**The data:**
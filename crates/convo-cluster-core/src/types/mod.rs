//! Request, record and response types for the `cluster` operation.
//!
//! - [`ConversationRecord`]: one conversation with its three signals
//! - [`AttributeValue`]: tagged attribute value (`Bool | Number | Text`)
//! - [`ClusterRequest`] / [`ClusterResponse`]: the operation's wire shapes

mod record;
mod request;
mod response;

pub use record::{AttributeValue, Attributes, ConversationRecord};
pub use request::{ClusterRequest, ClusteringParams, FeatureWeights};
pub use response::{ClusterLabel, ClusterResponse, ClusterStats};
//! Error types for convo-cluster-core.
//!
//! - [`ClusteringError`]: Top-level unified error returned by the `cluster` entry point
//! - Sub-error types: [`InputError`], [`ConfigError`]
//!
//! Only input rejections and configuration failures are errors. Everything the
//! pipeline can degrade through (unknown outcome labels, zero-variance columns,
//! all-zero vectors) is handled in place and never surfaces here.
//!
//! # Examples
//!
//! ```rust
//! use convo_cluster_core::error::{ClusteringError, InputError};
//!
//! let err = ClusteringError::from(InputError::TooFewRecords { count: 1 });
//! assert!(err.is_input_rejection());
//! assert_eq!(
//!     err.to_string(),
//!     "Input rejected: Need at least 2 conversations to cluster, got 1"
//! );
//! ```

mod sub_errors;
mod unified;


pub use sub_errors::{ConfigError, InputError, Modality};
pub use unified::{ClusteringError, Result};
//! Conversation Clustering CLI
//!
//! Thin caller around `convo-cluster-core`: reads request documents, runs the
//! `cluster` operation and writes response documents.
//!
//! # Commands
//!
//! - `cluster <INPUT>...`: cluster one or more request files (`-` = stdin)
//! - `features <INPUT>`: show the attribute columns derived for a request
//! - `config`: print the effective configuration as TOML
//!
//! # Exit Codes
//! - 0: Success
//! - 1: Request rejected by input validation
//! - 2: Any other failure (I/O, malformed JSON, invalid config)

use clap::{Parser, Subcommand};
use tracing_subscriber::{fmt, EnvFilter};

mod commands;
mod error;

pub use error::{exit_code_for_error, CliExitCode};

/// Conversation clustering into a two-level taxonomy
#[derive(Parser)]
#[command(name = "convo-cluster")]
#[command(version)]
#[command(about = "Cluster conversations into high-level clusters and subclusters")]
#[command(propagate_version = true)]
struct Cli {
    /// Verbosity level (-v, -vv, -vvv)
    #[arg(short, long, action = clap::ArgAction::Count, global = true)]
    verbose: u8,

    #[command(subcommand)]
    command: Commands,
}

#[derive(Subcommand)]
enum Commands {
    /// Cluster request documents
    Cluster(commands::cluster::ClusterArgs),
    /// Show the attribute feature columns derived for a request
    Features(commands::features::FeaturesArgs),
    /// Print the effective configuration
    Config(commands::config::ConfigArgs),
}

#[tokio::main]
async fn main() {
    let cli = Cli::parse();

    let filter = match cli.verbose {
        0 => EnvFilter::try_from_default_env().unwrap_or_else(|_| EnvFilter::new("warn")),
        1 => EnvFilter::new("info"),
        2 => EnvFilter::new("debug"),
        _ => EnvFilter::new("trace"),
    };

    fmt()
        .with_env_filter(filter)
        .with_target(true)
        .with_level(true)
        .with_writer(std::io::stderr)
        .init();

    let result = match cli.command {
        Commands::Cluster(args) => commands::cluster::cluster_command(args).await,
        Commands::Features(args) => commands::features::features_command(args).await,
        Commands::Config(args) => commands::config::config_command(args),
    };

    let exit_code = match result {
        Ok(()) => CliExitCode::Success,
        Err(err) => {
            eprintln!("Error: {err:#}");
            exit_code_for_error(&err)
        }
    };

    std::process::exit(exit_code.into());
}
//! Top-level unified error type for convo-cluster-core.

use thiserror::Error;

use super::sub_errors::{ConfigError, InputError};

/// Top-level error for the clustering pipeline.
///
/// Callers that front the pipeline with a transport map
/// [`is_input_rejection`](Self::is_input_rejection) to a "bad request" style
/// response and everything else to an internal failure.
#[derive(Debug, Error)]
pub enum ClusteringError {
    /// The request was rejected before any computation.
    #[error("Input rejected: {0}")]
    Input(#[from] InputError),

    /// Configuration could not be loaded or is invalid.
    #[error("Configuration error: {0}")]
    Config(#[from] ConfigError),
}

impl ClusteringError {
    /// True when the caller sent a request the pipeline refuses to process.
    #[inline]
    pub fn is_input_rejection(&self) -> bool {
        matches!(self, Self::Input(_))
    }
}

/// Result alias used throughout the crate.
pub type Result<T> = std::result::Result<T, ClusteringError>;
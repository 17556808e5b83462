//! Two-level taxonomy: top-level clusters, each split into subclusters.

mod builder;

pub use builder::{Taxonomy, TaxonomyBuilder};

**Exercise aim:** Each line above is to be restated exactly.

**Finished exercise:**
filename crates/convo-cluster-core/src/types/mod.rs
//! Request, record and response types for the `cluster` operation.
//!
//! - [`ConversationRecord`]: one conversation with its three signals
//! - [`AttributeValue`]: tagged attribute value (`Bool | Number | Text`)
//! - [`ClusterRequest`] / [`ClusterResponse`]: the operation's wire shapes

mod record;
mod request;
mod response;

pub use record::{AttributeValue, Attributes, ConversationRecord};
pub use request::{ClusterRequest, ClusteringParams, FeatureWeights};
pub use response::{ClusterLabel, ClusterResponse, ClusterStats};
//! Error types for convo-cluster-core.
//!
//! - [`ClusteringError`]: Top-level unified error returned by the `cluster` entry point
//! - Sub-error types: [`InputError`], [`ConfigError`]
//!
//! Only input rejections and configuration failures are errors. Everything the
//! pipeline can degrade through (unknown outcome labels, zero-variance columns,
//! all-zero vectors) is handled in place and never surfaces here.
//!
//! # Examples
//!
//! ```rust
//! use convo_cluster_core::error::{ClusteringError, InputError};
//!
//! let err = ClusteringError::from(InputError::TooFewRecords { count: 1 });
//! assert!(err.is_input_rejection());
//! assert_eq!(
//!     err.to_string(),
//!     "Input rejected: Need at least 2 conversations to cluster, got 1"
//! );
//! ```

mod sub_errors;
mod unified;


pub use sub_errors::{ConfigError, InputError, Modality};
pub use unified::{ClusteringError, Result};
//! Conversation Clustering CLI
//!
//! Thin caller around `convo-cluster-core`: reads request documents, runs the
//! `cluster` operation and writes response documents.
//!
//! # Commands
//!
//! - `cluster <INPUT>...`: cluster one or more request files (`-` = stdin)
//! - `features <INPUT>`: show the attribute columns derived for a request
//! - `config`: print the effective configuration as TOML
//!
//! # Exit Codes
//! - 0: Success
//! - 1: Request rejected by input validation
//! - 2: Any other failure (I/O, malformed JSON, invalid config)

use clap::{Parser, Subcommand};
use tracing_subscriber::{fmt, EnvFilter};

mod commands;
mod error;

pub use error::{exit_code_for_error, CliExitCode};

/// Conversation clustering into a two-level taxonomy
#[derive(Parser)]
#[command(name = "convo-cluster")]
#[command(version)]
#[command(about = "Cluster conversations into high-level clusters and subclusters")]
#[command(propagate_version = true)]
struct Cli {
    /// Verbosity level (-v, -vv, -vvv)
    #[arg(short, long, action = clap::ArgAction::Count, global = true)]
    verbose: u8,

    #[command(subcommand)]
    command: Commands,
}

#[derive(Subcommand)]
enum Commands {
    /// Cluster request documents
    Cluster(commands::cluster::ClusterArgs),
    /// Show the attribute feature columns derived for a request
    Features(commands::features::FeaturesArgs),
    /// Print the effective configuration
    Config(commands::config::ConfigArgs),
}

#[tokio::main]
async fn main() {
    let cli = Cli::parse();

    let filter = match cli.verbose {
        0 => EnvFilter::try_from_default_env().unwrap_or_else(|_| EnvFilter::new("warn")),
        1 => EnvFilter::new("info"),
        2 => EnvFilter::new("debug"),
        _ => EnvFilter::new("trace"),
    };

    fmt()
        .with_env_filter(filter)
        .with_target(true)
        .with_level(true)
        .with_writer(std::io::stderr)
        .init();

    let result = match cli.command {
        Commands::Cluster(args) => commands::cluster::cluster_command(args).await,
        Commands::Features(args) => commands::features::features_command(args).await,
        Commands::Config(args) => commands::config::config_command(args),
    };

    let exit_code = match result {
        Ok(()) => CliExitCode::Success,
        Err(err) => {
            eprintln!("Error: {err:#}");
            exit_code_for_error(&err)
        }
    };

    std::process::exit(exit_code.into());
}
//! Top-level unified error type for convo-cluster-core.

use thiserror::Error;

use super::sub_errors::{ConfigError, InputError};

/// Top-level error for the clustering pipeline.
///
/// Callers that front the pipeline with a transport map
/// [`is_input_rejection`](Self::is_input_rejection) to a "bad request" style
/// response and everything else to an internal failure.
#[derive(Debug, Error)]
pub enum ClusteringError {
    /// The request was rejected before any computation.
    #[error("Input rejected: {0}")]
    Input(#[from] InputError),

    /// Configuration could not be loaded or is invalid.
    #[error("Configuration error: {0}")]
    Config(#[from] ConfigError),
}

impl ClusteringError {
    /// True when the caller sent a request the pipeline refuses to process.
    #[inline]
    pub fn is_input_rejection(&self) -> bool {
        matches!(self, Self::Input(_))
    }
}

/// Result alias used throughout the crate.
pub type Result<T> = std::result::Result<T, ClusteringError>;
repository 17556808e5b83462
//! Two-level taxonomy: top-level clusters, each split into subclusters.

mod builder;

pub use builder::{Taxonomy, TaxonomyBuilder};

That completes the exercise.